Stored data:
◇ ◇ ◇ ◇ ◇

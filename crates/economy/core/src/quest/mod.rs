//! Quest definitions and one-time reward claims.

pub mod claim;

pub use claim::{ArtifactGrant, ClaimError, ClaimGrant, apply_claim, evaluate_claim};

use std::collections::BTreeSet;

use strum::Display;

/// The two reward tracks per stage.
///
/// Displays as the stored claim-key segment (`free`, `pro`).
#[derive(Clone, Copy, Debug, PartialEq, Eq, Hash, PartialOrd, Ord, Display)]
#[strum(serialize_all = "lowercase")]
#[cfg_attr(feature = "serde", derive(serde::Serialize, serde::Deserialize))]
pub enum QuestTier {
    Free,
    /// Premium track gated by the subscription flag on the user record.
    Pro,
}

/// What one tier of one stage pays out.
#[derive(Clone, Debug, Default, PartialEq, Eq)]
#[cfg_attr(feature = "serde", derive(serde::Serialize, serde::Deserialize))]
pub struct QuestReward {
    /// Shards credited to the wallet.
    pub coins: u64,
    /// Artifact names granted, one record per entry.
    pub artifacts: Vec<String>,
}

impl QuestReward {
    pub fn new(coins: u64, artifacts: &[&str]) -> Self {
        Self {
            coins,
            artifacts: artifacts.iter().map(|s| s.to_string()).collect(),
        }
    }
}

/// Static catalog entry for one campaign stage.
#[derive(Clone, Debug, PartialEq, Eq)]
#[cfg_attr(feature = "serde", derive(serde::Serialize, serde::Deserialize))]
pub struct QuestDefinition {
    pub stage: u32,
    pub free: QuestReward,
    pub pro: QuestReward,
}

impl QuestDefinition {
    pub const fn reward(&self, tier: QuestTier) -> &QuestReward {
        match tier {
            QuestTier::Free => &self.free,
            QuestTier::Pro => &self.pro,
        }
    }
}

/// Composite identifier of one quest reward grant.
#[derive(Clone, Copy, Debug, PartialEq, Eq, Hash, PartialOrd, Ord)]
#[cfg_attr(feature = "serde", derive(serde::Serialize, serde::Deserialize))]
pub struct ClaimKey {
    pub stage: u32,
    pub tier: QuestTier,
}

impl ClaimKey {
    pub const fn new(stage: u32, tier: QuestTier) -> Self {
        Self { stage, tier }
    }
}

impl core::fmt::Display for ClaimKey {
    /// Rendered in the stored `stage-<n>-<tier>` format.
    fn fmt(&self, f: &mut core::fmt::Formatter<'_>) -> core::fmt::Result {
        write!(f, "stage-{}-{}", self.stage, self.tier)
    }
}

/// Per-user record of which claim keys have been redeemed.
///
/// Claims only ever flip to claimed under normal operation; the reset
/// helpers are privileged administrative tools.
#[derive(Clone, Debug, Default, PartialEq, Eq)]
#[cfg_attr(feature = "serde", derive(serde::Serialize, serde::Deserialize))]
pub struct ClaimLedger {
    claimed: BTreeSet<ClaimKey>,
}

impl ClaimLedger {
    pub fn new() -> Self {
        Self::default()
    }

    pub fn is_claimed(&self, key: ClaimKey) -> bool {
        self.claimed.contains(&key)
    }

    /// Marks a key claimed. Terminal: there is no un-mark in normal flow.
    pub fn mark(&mut self, key: ClaimKey) {
        self.claimed.insert(key);
    }

    pub fn iter(&self) -> impl Iterator<Item = ClaimKey> + '_ {
        self.claimed.iter().copied()
    }

    /// Administrative: marks both tiers of every listed stage claimed.
    pub fn mark_all(&mut self, quests: &[QuestDefinition]) {
        for quest in quests {
            self.mark(ClaimKey::new(quest.stage, QuestTier::Free));
            self.mark(ClaimKey::new(quest.stage, QuestTier::Pro));
        }
    }

    /// Administrative: wipes the ledger.
    pub fn reset(&mut self) {
        self.claimed.clear();
    }
}

#[cfg(test)]
mod tests {
    use super::*;

    #[test]
    fn claim_key_renders_stored_format() {
        assert_eq!(ClaimKey::new(3, QuestTier::Free).to_string(), "stage-3-free");
        assert_eq!(ClaimKey::new(12, QuestTier::Pro).to_string(), "stage-12-pro");
    }

    #[test]
    fn ledger_marks_are_terminal_until_reset() {
        let mut ledger = ClaimLedger::new();
        let key = ClaimKey::new(1, QuestTier::Free);
        assert!(!ledger.is_claimed(key));
        ledger.mark(key);
        ledger.mark(key);
        assert!(ledger.is_claimed(key));
        ledger.reset();
        assert!(!ledger.is_claimed(key));
    }
}
//! Quest-claim flows, including the concurrency guarantee.

use std::sync::Arc;

use economy_core::{ClaimError, Currency, QuestTier};
use shop_runtime::{
    InMemoryPlayerStore, PlayerStore, RuntimeError, ShopCatalog, ShopEvent, ShopService, Topic,
    UserId,
};

fn service() -> (Arc<ShopService>, Arc<InMemoryPlayerStore>) {
    let store = Arc::new(InMemoryPlayerStore::new());
    let service = Arc::new(ShopService::new(
        store.clone(),
        Arc::new(ShopCatalog::builtin()),
    ));
    (service, store)
}

/// A hero who has beaten `stage` on the easy track.
fn hero_at_stage(
    service: &ShopService,
    store: &InMemoryPlayerStore,
    uid: &str,
    stage: u32,
) -> UserId {
    let uid = UserId::from(uid);
    service.create_hero(&uid, "Quester").unwrap();
    let mut progress = service.progress(&uid).unwrap();
    progress.stage.easy = stage;
    store.upsert_progress(&uid, &progress).unwrap();
    uid
}

fn shards(service: &ShopService, uid: &UserId) -> u64 {
    service
        .progress(uid)
        .unwrap()
        .wallet
        .balance(Currency::Shards)
}

#[test]
fn claim_credits_coins_and_records_artifacts() {
    let (service, store) = service();
    let uid = hero_at_stage(&service, &store, "u1", 3);

    let grant = service.claim_quest(&uid, 3, QuestTier::Free).unwrap();
    assert_eq!(grant.coins, 150);
    assert_eq!(grant.artifacts.len(), 1);
    assert_eq!(grant.artifacts[0].record_key, "artifact-reward-3-0");
    assert_eq!(grant.artifacts[0].name, "Bronze Ring");

    assert_eq!(shards(&service, &uid), 1150);
    let grants = store.load_grants(&uid).unwrap();
    assert_eq!(
        grants,
        vec![("artifact-reward-3-0".to_string(), "Bronze Ring".to_string())]
    );
}

#[test]
fn second_claim_of_one_key_is_rejected() {
    let (service, store) = service();
    let uid = hero_at_stage(&service, &store, "u1", 1);

    service.claim_quest(&uid, 1, QuestTier::Free).unwrap();
    let err = service.claim_quest(&uid, 1, QuestTier::Free).unwrap_err();
    assert!(matches!(
        err,
        RuntimeError::Claim(ClaimError::AlreadyClaimed { .. })
    ));
    // Exactly one payout.
    assert_eq!(shards(&service, &uid), 1050);
}

#[test]
fn locked_stage_rejects_without_payout() {
    let (service, store) = service();
    let uid = hero_at_stage(&service, &store, "u1", 1);

    let err = service.claim_quest(&uid, 2, QuestTier::Free).unwrap_err();
    assert!(matches!(
        err,
        RuntimeError::Claim(ClaimError::StageLocked {
            stage: 2,
            reached: 1
        })
    ));
    assert_eq!(shards(&service, &uid), 1000);
    assert!(store.load_claims(&uid).unwrap().iter().next().is_none());
}

#[test]
fn stage_gate_uses_the_best_difficulty_track() {
    let (service, store) = service();
    let uid = hero_at_stage(&service, &store, "u1", 1);

    let mut progress = service.progress(&uid).unwrap();
    progress.stage.hard = 4;
    store.upsert_progress(&uid, &progress).unwrap();

    service.claim_quest(&uid, 4, QuestTier::Free).unwrap();
}

#[test]
fn pro_track_needs_the_subscription_flag() {
    let (service, store) = service();
    let uid = hero_at_stage(&service, &store, "u1", 3);

    let err = service.claim_quest(&uid, 3, QuestTier::Pro).unwrap_err();
    assert!(matches!(err, RuntimeError::Claim(ClaimError::ProRequired)));
    assert_eq!(shards(&service, &uid), 1000);

    let mut progress = service.progress(&uid).unwrap();
    progress.pro = true;
    store.upsert_progress(&uid, &progress).unwrap();

    let grant = service.claim_quest(&uid, 3, QuestTier::Pro).unwrap();
    assert_eq!(grant.coins, 300);
    assert_eq!(grant.artifacts[0].name, "Silver Ring");
}

#[test]
fn free_and_pro_tracks_claim_independently() {
    let (service, store) = service();
    let uid = hero_at_stage(&service, &store, "u1", 1);
    let mut progress = service.progress(&uid).unwrap();
    progress.pro = true;
    store.upsert_progress(&uid, &progress).unwrap();

    service.claim_quest(&uid, 1, QuestTier::Free).unwrap();
    service.claim_quest(&uid, 1, QuestTier::Pro).unwrap();
    // 50 free + 100 pro.
    assert_eq!(shards(&service, &uid), 1150);
}

#[test]
fn undefined_stage_is_an_unknown_stage_error() {
    let (service, store) = service();
    let uid = hero_at_stage(&service, &store, "u1", 16);

    let err = service.claim_quest(&uid, 99, QuestTier::Free).unwrap_err();
    assert!(matches!(
        err,
        RuntimeError::Claim(ClaimError::UnknownStage { stage: 99 })
    ));
}

#[test]
fn successful_claims_publish_on_the_claims_topic() {
    let (service, store) = service();
    let mut rx = service.events().subscribe(Topic::Claims);
    let uid = hero_at_stage(&service, &store, "u1", 1);

    service.claim_quest(&uid, 1, QuestTier::Free).unwrap();
    let ShopEvent::ClaimRecorded { coins, .. } = rx.try_recv().unwrap() else {
        panic!("wrong event on claims topic");
    };
    assert_eq!(coins, 50);
}

#[test]
fn concurrent_claims_of_one_key_grant_exactly_once() {
    let (service, store) = service();
    let uid = hero_at_stage(&service, &store, "u1", 1);

    let mut handles = Vec::new();
    for _ in 0..8 {
        let service = service.clone();
        let uid = uid.clone();
        handles.push(std::thread::spawn(move || {
            service.claim_quest(&uid, 1, QuestTier::Free).is_ok()
        }));
    }

    let successes = handles
        .into_iter()
        .map(|handle| handle.join().unwrap())
        .filter(|claimed| *claimed)
        .count();
    assert_eq!(successes, 1);
    assert_eq!(shards(&service, &uid), 1050);
}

◇ ◇ ◇ ◇ ◇

ABOUT THIS EXERCISE |
Find the line with "use std::sync::Arc;" in the entries above. Retype it and each line after it, exactly, through the line with "fn service() ->", and stop there.

TASK OUTPUT |
use std::sync::Arc;

use economy_core::{ClaimError, Currency, QuestTier};
use shop_runtime::{
    InMemoryPlayerStore, PlayerStore, RuntimeError, ShopCatalog, ShopEvent, ShopService, Topic,
    UserId,
};

fn service() -> (Arc<ShopService>, Arc<InMemoryPlayerStore>) {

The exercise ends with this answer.